Walter Channing was born and grew up in Boston, Massachusetts. His mother was a painter. His father's avocation was building wings onto their house. Channing went to local schools and adopted his father's hobby of working with wood and constantly rebuilding the house. Summer vacations were spent doing tree surgery, working for a building contractor and programming computers.

After graduating from Harvard College and the Business School, Channing moved to New York City and became involved in healthcare consulting and later venture capital investing in start-up medical businesses. On the side, he found a preoccupation in recovering and reworking discarded materials. The demolition of Hudson River piers led to a new focus: rescuing the wood from destruction. Hundreds of feet of strong seasoned wood were scheduled to be hauled out to sea for burning, but Channing stashed away as much of it as he could. Over the next few years, the wood was reborn as furniture, interior walls and art objects, all illustrating the form and quality of the original wood. Later he retrieved discarded trees from the East Hampton dump. This led to a new medium: roots and trunk forms. More recently he created his own personal dump in Bridgehampton to have on hand a ready inventory.

The nobility of stumps about to be plowed into oblivion became a cause for Channing. He reworked them and gave them a new identity, often with a touch of humor.
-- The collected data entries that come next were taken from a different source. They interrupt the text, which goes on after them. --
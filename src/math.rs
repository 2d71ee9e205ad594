use nalgebra::{Unit, Vector3};

/// Vectors shorter than this are treated as zero when normalizing.
pub const EPSILON: f32 = 1e-6;

/// Normalize `vec`, or return `None` when it is too short to have a direction.
#[inline]
pub fn try_normalize(vec: &Vector3<f32>) -> Option<Unit<Vector3<f32>>> {
    Unit::try_new(*vec, EPSILON)
}

/// Find a unit vector perpendicular to `axis`, preferring `hint`.
///
/// `hint` is made orthogonal to `axis` with a single Gram-Schmidt step. When `hint` is parallel to
/// `axis`, the x axis is tried next, and finally the z axis.
pub fn perpendicular(axis: &Unit<Vector3<f32>>, hint: &Vector3<f32>) -> Unit<Vector3<f32>> {
    [*hint, Vector3::x(), Vector3::z()]
        .iter()
        .find_map(|candidate| try_normalize(&(candidate - axis.scale(candidate.dot(axis.as_ref())))))
        .unwrap_or_else(Vector3::x_axis)
}

#[inline]
pub fn deg_to_rad(deg: f32) -> f32 {
    (deg / 180.) * std::f32::consts::PI
}

#[test]
fn test_deg_to_rad() {
    assert_eq!(std::f32::consts::PI, deg_to_rad(180.));
}

#[test]
fn test_try_normalize() {
    assert!(try_normalize(&Vector3::zeros()).is_none());
    assert!(try_normalize(&Vector3::new(1e-8, 0., 0.)).is_none());

    let unit = try_normalize(&Vector3::new(3., 4., 0.)).expect("non-zero vector");
    approx::assert_relative_eq!(unit.into_inner(), Vector3::new(0.6, 0.8, 0.));
}

#[test]
fn test_perpendicular() {
    let y = Vector3::y();

    // The hint is kept when it is already orthogonal.
    let axis = Vector3::z_axis();
    approx::assert_relative_eq!(perpendicular(&axis, &y).into_inner(), y);

    // The hint is orthogonalized when it is not.
    let axis = Unit::new_normalize(Vector3::new(3., 4., 0.));
    let perp = perpendicular(&axis, &y);
    approx::assert_abs_diff_eq!(perp.dot(axis.as_ref()), 0., epsilon = 1e-6);
    approx::assert_relative_eq!(perp.norm(), 1., epsilon = 1e-6);

    // A hint parallel to the axis falls back to another direction.
    let axis = Vector3::y_axis();
    let perp = perpendicular(&axis, &y);
    approx::assert_abs_diff_eq!(perp.dot(axis.as_ref()), 0., epsilon = 1e-6);
    approx::assert_relative_eq!(perp.into_inner(), Vector3::x());
}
Channing's work has been shown since 1975 at such places as the O.K. Harris Gallery, the Webb and Parsons Gallery, Handschin Gallery, Basel, Switzerland; the Indianapolis Museum of Fine Arts and the Root Art Center, Hamilton College. Other shows: the Squibb Gallery in Princeton, New Jersey, and the Elaine Benson and Louise Himmelfarb Galleries in the Hamptons. He also routinely shows his work at the annual Century Association's Sculpture Show in New York City.

More recent work includes inverted, whole trees mounted on scaffolding, chain saw carvings, wood "Berms", and curvilinear stacking of wood. Some of these portray tree roots in an anthropomorphized form, acting like and even imitating humans. The mischief goes on as carved human figures return the gesture, imitate and mime the nethers of the tree.
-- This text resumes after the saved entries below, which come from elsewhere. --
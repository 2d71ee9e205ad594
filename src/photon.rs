use nalgebra::{Point3, Unit, Vector2, Vector3};

use crate::error::{Error, Result};
use crate::geodesic::{self, Model, Polar};
use crate::math;
use crate::ray::Ray;

/// The output pixel a photon was launched for.
#[derive(Debug, Clone, Copy, PartialEq, Eq, Hash)]
pub struct Pixel {
    pub x: u32,
    pub y: u32,
}

impl Pixel {
    pub fn new(x: u32, y: u32) -> Self {
        Self { x, y }
    }

    /// The row-major index of this pixel in a `width` x `height` image.
    pub fn index(&self, width: u32, height: u32) -> Result<usize> {
        if self.x < width && self.y < height {
            Ok(self.y as usize * width as usize + self.x as usize)
        } else {
            Err(Error::PixelOutOfBounds {
                x: self.x,
                y: self.y,
                width,
                height,
            })
        }
    }
}

#[derive(Debug, Clone, Copy, PartialEq, Eq)]
pub enum Status {
    Active,

    /// Crossed the horizon.
    Absorbed,

    /// Left the scene moving outward.
    Escaped,

    /// Dropped after a per-photon fault.
    Discarded,

    /// Still active when the simulation ran out of frames.
    Stalled,
}

/// The plane a photon moves in, spanned by two orthonormal vectors.
#[derive(Debug, Clone)]
pub struct OrbitalBasis {
    /// Direction of the launch position.
    pub u1: Unit<Vector3<f32>>,

    /// In-plane direction perpendicular to `u1`, along the transverse motion.
    pub u2: Unit<Vector3<f32>>,
}

impl OrbitalBasis {
    /// Build the plane containing `position` and `velocity`.
    ///
    /// When the two are parallel the plane is ambiguous, and `u2` falls back to the world up
    /// axis made orthogonal to `u1`.
    pub fn new(position: &Vector3<f32>, velocity: &Vector3<f32>) -> Result<Self> {
        let u1 = math::try_normalize(position).ok_or(Error::DegenerateOrigin)?;
        let momentum = position.cross(velocity);
        let u2 = math::try_normalize(&momentum.cross(&u1.into_inner()))
            .unwrap_or_else(|| math::perpendicular(&u1, &Vector3::y()));
        Ok(Self { u1, u2 })
    }

    /// Plane-local coordinates of a world-space vector.
    #[inline]
    pub fn project(&self, vec: &Vector3<f32>) -> Vector2<f32> {
        Vector2::new(vec.dot(self.u1.as_ref()), vec.dot(self.u2.as_ref()))
    }
}

/// A single light ray traced backwards from the camera.
#[derive(Debug, Clone)]
pub struct Photon {
    pixel: Pixel,
    pub position: Point3<f32>,
    pub velocity: Vector3<f32>,
    basis: OrbitalBasis,
    polar: Polar,
    status: Status,

    /// Total radiance this photon has deposited.
    pub brightness: f32,
}

impl Photon {
    /// Launch a photon from `ray`, deriving its orbital plane and conserved quantities.
    ///
    /// `rs` is the Schwarzschild radius of the hole at the origin.
    pub fn launch(pixel: Pixel, ray: &Ray, rs: f32, model: Model) -> Result<Self> {
        Self::new(pixel, ray.position, ray.direction.into_inner(), rs, model)
    }

    /// Like [`Photon::launch`], for a velocity that need not be unit length.
    pub fn new(
        pixel: Pixel,
        position: Point3<f32>,
        velocity: Vector3<f32>,
        rs: f32,
        model: Model,
    ) -> Result<Self> {
        if velocity.norm() < math::EPSILON {
            return Err(Error::ZeroVelocity);
        }

        let basis = OrbitalBasis::new(&position.coords, &velocity)?;
        let local = basis.project(&position.coords);
        let local_v = basis.project(&velocity);

        let r = local.norm();
        let l = local.x * local_v.y - local.y * local_v.x;
        let e = local_v.norm();
        let b = l / e;

        let vr = local.dot(&local_v) / r;
        let rc = model.constraint_radius(rs);
        let dr = (1. - (1. - rc / r) * (b * b / (r * r))).max(0.).sqrt();

        let polar = Polar {
            r,
            phi: local.y.atan2(local.x),
            dr: if vr > 0. { dr } else { -dr },
            l,
            e,
            b,
        };

        Ok(Self {
            pixel,
            position,
            velocity,
            basis,
            polar,
            status: Status::Active,
            brightness: 0.,
        })
    }

    pub fn pixel(&self) -> Pixel {
        self.pixel
    }

    pub fn basis(&self) -> &OrbitalBasis {
        &self.basis
    }

    pub fn polar(&self) -> &Polar {
        &self.polar
    }

    pub fn status(&self) -> Status {
        self.status
    }

    pub fn is_active(&self) -> bool {
        self.status == Status::Active
    }

    pub fn set_status(&mut self, status: Status) {
        self.status = status;
    }

    /// Distance from the hole.
    pub fn r(&self) -> f32 {
        self.polar.r
    }

    /// Advance one step of `dlambda` and rebuild the world-space state from the plane.
    pub fn step(&mut self, model: Model, rs: f32, dlambda: f32) {
        geodesic::step(&mut self.polar, model, rs, dlambda);
        let (position, velocity) =
            geodesic::reconstruct(&self.polar, &self.basis.u1, &self.basis.u2);
        self.position = position;
        self.velocity = velocity;
    }

    /// The terminal state this photon has reached, if any.
    ///
    /// A photon escapes once it is moving outward beyond `limit`.
    pub fn termination(&self, rs: f32, limit: f32) -> Option<Status> {
        if self.polar.r <= rs {
            Some(Status::Absorbed)
        } else if self.polar.outbound() && self.polar.r > limit {
            Some(Status::Escaped)
        } else {
            None
        }
    }
}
Channing's studio is in Bridgehampton, Long Island and his venture capital business is in New York City.

In Mr. Channing's other life, he is a founder and partner in C.W. Group, a venture capital business focusing on investments and business development in the healthcare, biotechnology, and managed-care provider service sectors. C.W. Group, its first fund started in 1983, has invested in over 40 companies and has acted as lead investor or originator of 25. Mr. Channing is a member of the Venture Advisory Committee of the Brigham and Womens's Hospital in Boston and the Center For The Prevention of Cardiovascular Disease at The Harvard School of Public Health.

Channing planted his first Chardonnay vines at his Bridgehampton, Long Island farm in 1982.